Рейневан вместо того, чтобы ответить, потянулся к мечу. Человек с неприметным лицом даже не дрогнул.
— Я ожидал, — спокойно сказал он, — без каких-либо злых намерений. Только для того, чтобы передать сообщение. Важное сообщение. Можно говорить? Вы, господин, выслушаете спокойно?
Рейневан не собирался подтверждать. Незнакомец это заметил. Когда он заговорил, голос у него изменился. В нем прозвучали металлические и зловещие нотки.
— В город тебе ехать незачем, Рейнмар из Белявы. Ты ехал быстро, не щадя коня. И все же запоздал.

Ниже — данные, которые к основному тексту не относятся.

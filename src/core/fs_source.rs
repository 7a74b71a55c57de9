//! Local filesystem implementation of the entry abstraction.

use async_trait::async_trait;
use camino::{Utf8Path, Utf8PathBuf};
use chrono::{DateTime, Utc};
use std::fs::Metadata;
use std::io::{self, SeekFrom};
use std::path::Path;
use std::sync::Arc;
use tokio::io::{AsyncReadExt, AsyncSeekExt};

use super::entry::{DirectoryReader, Entry, EntryHandle};
use super::error::CoreError;

/// Default number of children delivered per `read_entries` call.
pub const DEFAULT_READ_BATCH_SIZE: usize = 100;

/// An entry backed by a path on the local filesystem.
///
/// The `full_path` is rooted at the dropped item itself, so a dropped
/// directory `~/work/project` yields `/project`, `/project/src`, and so on.
#[derive(Debug, Clone)]
pub struct FsEntry {
    path: Utf8PathBuf,
    name: String,
    full_path: String,
    is_dir: bool,
    size: Option<u64>,
    modified: Option<DateTime<Utc>>,
    batch_size: usize,
}

impl FsEntry {
    /// Creates a root entry for a user-supplied path.
    pub async fn root(path: impl AsRef<Path>, batch_size: usize) -> Result<EntryHandle, CoreError> {
        let raw = path.as_ref();
        let canonical = tokio::fs::canonicalize(raw)
            .await
            .map_err(|e| CoreError::Io(e, raw.display().to_string()))?;
        let path = to_utf8(canonical)?;
        let metadata = tokio::fs::metadata(&path)
            .await
            .map_err(|e| CoreError::Io(e, path.to_string()))?;

        let name = path
            .file_name()
            .map(str::to_string)
            .unwrap_or_else(|| path.to_string());
        let full_path = format!("/{}", name);

        let (size, modified) = file_info(&metadata);
        Ok(Arc::new(Self {
            path,
            name,
            full_path,
            is_dir: metadata.is_dir(),
            size,
            modified,
            batch_size: batch_size.max(1),
        }))
    }

    /// Creates root entries for several paths, skipping (and logging) the ones
    /// that cannot be opened.
    pub async fn roots<P: AsRef<Path>>(paths: &[P], batch_size: usize) -> Vec<EntryHandle> {
        let mut roots = Vec::with_capacity(paths.len());
        for path in paths {
            match Self::root(path, batch_size).await {
                Ok(entry) => roots.push(entry),
                Err(e) => tracing::warn!("Skipping root {}: {}", path.as_ref().display(), e),
            }
        }
        roots
    }

    pub fn path(&self) -> &Utf8Path {
        &self.path
    }

    fn child(&self, path: Utf8PathBuf, name: String, metadata: &Metadata) -> Self {
        let (size, modified) = file_info(metadata);
        Self {
            full_path: format!("{}/{}", self.full_path, name),
            path,
            name,
            is_dir: metadata.is_dir(),
            size,
            modified,
            batch_size: self.batch_size,
        }
    }
}

/// Size (files only) and modification time from `metadata`.
fn file_info(metadata: &Metadata) -> (Option<u64>, Option<DateTime<Utc>>) {
    let size = metadata.is_file().then(|| metadata.len());
    let modified = metadata.modified().ok().map(DateTime::<Utc>::from);
    (size, modified)
}

fn to_utf8(path: std::path::PathBuf) -> Result<Utf8PathBuf, CoreError> {
    Utf8PathBuf::from_path_buf(path).map_err(|p| {
        CoreError::Io(
            io::Error::new(io::ErrorKind::InvalidData, "path is not valid UTF-8"),
            p.display().to_string(),
        )
    })
}

#[async_trait]
impl Entry for FsEntry {
    fn name(&self) -> &str {
        &self.name
    }

    fn full_path(&self) -> &str {
        &self.full_path
    }

    fn is_directory(&self) -> bool {
        self.is_dir
    }

    fn size(&self) -> Option<u64> {
        self.size
    }

    fn modified(&self) -> Option<DateTime<Utc>> {
        self.modified
    }

    fn create_reader(&self) -> Result<Box<dyn DirectoryReader>, CoreError> {
        if !self.is_dir {
            return Err(CoreError::InvalidEntryKind(
                self.full_path.clone(),
                "enumerate children",
            ));
        }
        Ok(Box::new(FsDirectoryReader {
            parent: self.clone(),
            read_dir: None,
            finished: false,
            deferred_error: None,
        }))
    }

    async fn read_range(&self, start: u64, end: u64) -> Result<Vec<u8>, CoreError> {
        if self.is_dir {
            return Err(CoreError::InvalidEntryKind(self.full_path.clone(), "read bytes"));
        }
        let io_err = |e| CoreError::Io(e, self.path.to_string());

        let mut file = tokio::fs::File::open(&self.path).await.map_err(io_err)?;
        file.seek(SeekFrom::Start(start)).await.map_err(io_err)?;

        let mut buffer = Vec::new();
        file.take(end.saturating_sub(start))
            .read_to_end(&mut buffer)
            .await
            .map_err(io_err)?;
        Ok(buffer)
    }

    async fn read_all(&self) -> Result<Vec<u8>, CoreError> {
        if self.is_dir {
            return Err(CoreError::InvalidEntryKind(self.full_path.clone(), "read bytes"));
        }
        tokio::fs::read(&self.path)
            .await
            .map_err(|e| CoreError::Io(e, self.path.to_string()))
    }
}

/// Reads a directory lazily, `batch_size` children at a time.
///
/// An enumeration error that strikes after part of a batch was read is held
/// back: the partial batch is returned first and the error on the next call.
struct FsDirectoryReader {
    parent: FsEntry,
    read_dir: Option<tokio::fs::ReadDir>,
    finished: bool,
    deferred_error: Option<CoreError>,
}

#[async_trait]
impl DirectoryReader for FsDirectoryReader {
    async fn read_entries(&mut self) -> Result<Vec<EntryHandle>, CoreError> {
        if let Some(e) = self.deferred_error.take() {
            return Err(e);
        }
        if self.finished {
            return Ok(Vec::new());
        }
        let dir_path = self.parent.path.clone();
        let io_err = |e| CoreError::Io(e, dir_path.to_string());

        if self.read_dir.is_none() {
            self.read_dir = Some(tokio::fs::read_dir(&dir_path).await.map_err(io_err)?);
        }
        let Some(read_dir) = self.read_dir.as_mut() else {
            return Ok(Vec::new());
        };

        let mut batch: Vec<EntryHandle> = Vec::with_capacity(self.parent.batch_size);
        while batch.len() < self.parent.batch_size {
            let dir_entry = match read_dir.next_entry().await {
                Ok(Some(dir_entry)) => dir_entry,
                Ok(None) => {
                    self.finished = true;
                    break;
                }
                Err(e) => {
                    self.finished = true;
                    if batch.is_empty() {
                        return Err(io_err(e));
                    }
                    self.deferred_error = Some(io_err(e));
                    break;
                }
            };
            if let Some(child) = self.parent.read_child(dir_entry).await {
                batch.push(Arc::new(child));
            }
        }

        Ok(batch)
    }
}

impl FsEntry {
    /// Builds the child entry for `dir_entry`, or `None` if it is skipped.
    async fn read_child(&self, dir_entry: tokio::fs::DirEntry) -> Option<FsEntry> {
        let child_path = match Utf8PathBuf::from_path_buf(dir_entry.path()) {
            Ok(p) => p,
            Err(p) => {
                tracing::warn!("Skipping non UTF-8 path: {}", p.display());
                return None;
            }
        };
        let name = child_path.file_name()?.to_string();

        let file_type = match dir_entry.file_type().await {
            Ok(ft) => ft,
            Err(e) => {
                tracing::warn!("Cannot stat {}: {}", child_path, e);
                return None;
            }
        };

        let metadata = if file_type.is_symlink() {
            // Symlinked directories are not followed to keep the walk acyclic.
            match tokio::fs::metadata(&child_path).await {
                Ok(meta) if meta.is_file() => meta,
                Ok(_) => return None,
                Err(e) => {
                    tracing::debug!("Skipping dangling symlink {}: {}", child_path, e);
                    return None;
                }
            }
        } else {
            match dir_entry.metadata().await {
                Ok(meta) => meta,
                Err(e) => {
                    tracing::warn!("Cannot stat {}: {}", child_path, e);
                    return None;
                }
            }
        };

        Some(self.child(child_path, name, &metadata))
    }
}

#[cfg(test)]
mod tests {
    use super::*;
    use crate::core::traversal::read_children;
    use std::fs;
    use tempfile::tempdir;

    #[tokio::test]
    async fn test_root_full_path_starts_at_dropped_item() {
        let dir = tempdir().unwrap();
        let project = dir.path().join("project");
        fs::create_dir_all(project.join("src")).unwrap();
        fs::write(project.join("src/main.rs"), "fn main() {}").unwrap();

        let root = FsEntry::root(&project, DEFAULT_READ_BATCH_SIZE).await.unwrap();
        assert_eq!(root.name(), "project");
        assert_eq!(root.full_path(), "/project");
        assert!(root.is_directory());

        let children = read_children(&root).await;
        assert_eq!(children.len(), 1);
        assert_eq!(children[0].full_path(), "/project/src");

        let grandchildren = read_children(&children[0]).await;
        assert_eq!(grandchildren[0].full_path(), "/project/src/main.rs");
        assert!(!grandchildren[0].is_directory());
    }

    #[tokio::test]
    async fn test_reader_delivers_bounded_batches_then_empty() {
        let dir = tempdir().unwrap();
        for i in 0..5 {
            fs::write(dir.path().join(format!("f{}.txt", i)), "x").unwrap();
        }

        let root = FsEntry::root(dir.path(), 2).await.unwrap();
        let mut reader = root.create_reader().unwrap();

        let mut sizes = Vec::new();
        loop {
            let batch = reader.read_entries().await.unwrap();
            if batch.is_empty() {
                break;
            }
            sizes.push(batch.len());
        }
        assert_eq!(sizes, vec![2, 2, 1]);
    }

    #[tokio::test]
    async fn test_read_range_is_clamped() {
        let dir = tempdir().unwrap();
        let file = dir.path().join("data.bin");
        fs::write(&file, b"0123456789").unwrap();

        let entry = FsEntry::root(&file, DEFAULT_READ_BATCH_SIZE).await.unwrap();
        assert_eq!(entry.read_range(2, 5).await.unwrap(), b"234");
        assert_eq!(entry.read_range(0, 4096).await.unwrap(), b"0123456789");
        assert_eq!(entry.read_all().await.unwrap(), b"0123456789");
    }

    #[tokio::test]
    async fn test_wrong_kind_operations_fail() {
        let dir = tempdir().unwrap();
        let file = dir.path().join("a.txt");
        fs::write(&file, "a").unwrap();

        let file_entry = FsEntry::root(&file, DEFAULT_READ_BATCH_SIZE).await.unwrap();
        assert!(matches!(
            file_entry.create_reader(),
            Err(CoreError::InvalidEntryKind(_, _))
        ));

        let dir_entry = FsEntry::root(dir.path(), DEFAULT_READ_BATCH_SIZE).await.unwrap();
        assert!(matches!(
            dir_entry.read_all().await,
            Err(CoreError::InvalidEntryKind(_, _))
        ));
    }

    #[tokio::test]
    async fn test_missing_root_is_skipped() {
        let dir = tempdir().unwrap();
        let good = dir.path().join("good.txt");
        fs::write(&good, "ok").unwrap();
        let missing = dir.path().join("missing.txt");

        let roots = FsEntry::roots(&[good, missing], DEFAULT_READ_BATCH_SIZE).await;
        assert_eq!(roots.len(), 1);
        assert_eq!(roots[0].name(), "good.txt");
    }

    #[tokio::test]
    async fn test_files_carry_size_and_modified_time() {
        let dir = tempdir().unwrap();
        fs::create_dir(dir.path().join("sub")).unwrap();
        fs::write(dir.path().join("data.txt"), "0123456789").unwrap();

        let root = FsEntry::root(dir.path(), DEFAULT_READ_BATCH_SIZE).await.unwrap();
        let children = read_children(&root).await;
        let file = children.iter().find(|c| c.name() == "data.txt").unwrap();
        let sub = children.iter().find(|c| c.name() == "sub").unwrap();

        assert_eq!(file.size(), Some(10));
        assert!(file.modified().is_some());
        assert_eq!(sub.size(), None, "directories have no size");
    }

    #[tokio::test]
    async fn test_deferred_error_follows_the_partial_batch() {
        let dir = tempdir().unwrap();
        let root = FsEntry::root(dir.path(), DEFAULT_READ_BATCH_SIZE).await.unwrap();
        let parent = FsEntry {
            path: Utf8PathBuf::from_path_buf(dir.path().to_path_buf()).unwrap(),
            name: root.name().to_string(),
            full_path: root.full_path().to_string(),
            is_dir: true,
            size: None,
            modified: None,
            batch_size: DEFAULT_READ_BATCH_SIZE,
        };
        // State after a batch was cut short by an enumeration error.
        let mut reader = FsDirectoryReader {
            parent,
            read_dir: None,
            finished: true,
            deferred_error: Some(CoreError::Io(
                io::Error::other("device went away"),
                "/dir".to_string(),
            )),
        };

        assert!(matches!(reader.read_entries().await, Err(CoreError::Io(_, _))));
        assert!(reader.read_entries().await.unwrap().is_empty());
    }

    #[cfg(unix)]
    #[tokio::test]
    async fn test_unreadable_file_is_an_io_error() {
        use std::os::unix::fs::PermissionsExt;

        if crate::utils::test_helpers::running_as_root() {
            // Root ignores file permissions.
            return;
        }
        let dir = tempdir().unwrap();
        let file = dir.path().join("secret.txt");
        fs::write(&file, "top secret").unwrap();
        let entry = FsEntry::root(&file, DEFAULT_READ_BATCH_SIZE).await.unwrap();
        fs::set_permissions(&file, fs::Permissions::from_mode(0o000)).unwrap();

        let result = entry.read_all().await;
        fs::set_permissions(&file, fs::Permissions::from_mode(0o644)).unwrap();
        assert!(matches!(result, Err(CoreError::Io(_, path)) if path.ends_with("secret.txt")));
    }
}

Рейневан пересилил неожиданно охватившее его отчаяние. Сдержал слабость. Сдержал подскочившее к горлу сердце. Начавшие дрожать руки укрыл за лукой седла. До боли стиснул зубы.
— Девушки, спасать которую ты спешил, в Зембицах уже нет, — сказал незнакомец. — Спокойно! Без глупостей. Терпение, больше терпения. Выслушай меня…
Рейневан и не думал слушать. Выхватил меч и ударил коня шпорой. Конь дернулся, шаркнул копытом, зафыркал, поднял и повернул голову. И не сделал ни шага.
— Больше терпения, — повторил незнакомец. — Не делай глупостей. Твой конь не двинется с места, а ты сам не приблизишься ко мне. Пожалуйста, выслушай меня.
— Говори. Что с Юттой?
— Госпожа Ютта де Апольда цела и невредима. Но покинула Зембицы.
— Отку… — Рейневан глубоко вздохнул. — Откуда мне знать, что ты не лжешь?
Незнакомец некрасиво усмехнулся.
— Veritatem dicam, quam пето audebit prohibere[307]. — Его прекрасная латынь наравне с акцентом выдавала в нем поляка. — Госпожи Ютты уже нет в Зембицах. Мы решили, что в руках князя Яна она не будет в безопасности. И что люди, на попечение которых князь ее оставил, не обеспечат ей телесной неприкосновенности. Поэтому мы решили высвободить госпожу Ютту из зембицкой тюрьмы. Нам повезло, и мы ее высвободили. И приняли, я сказал бы так: sub tutelam[308].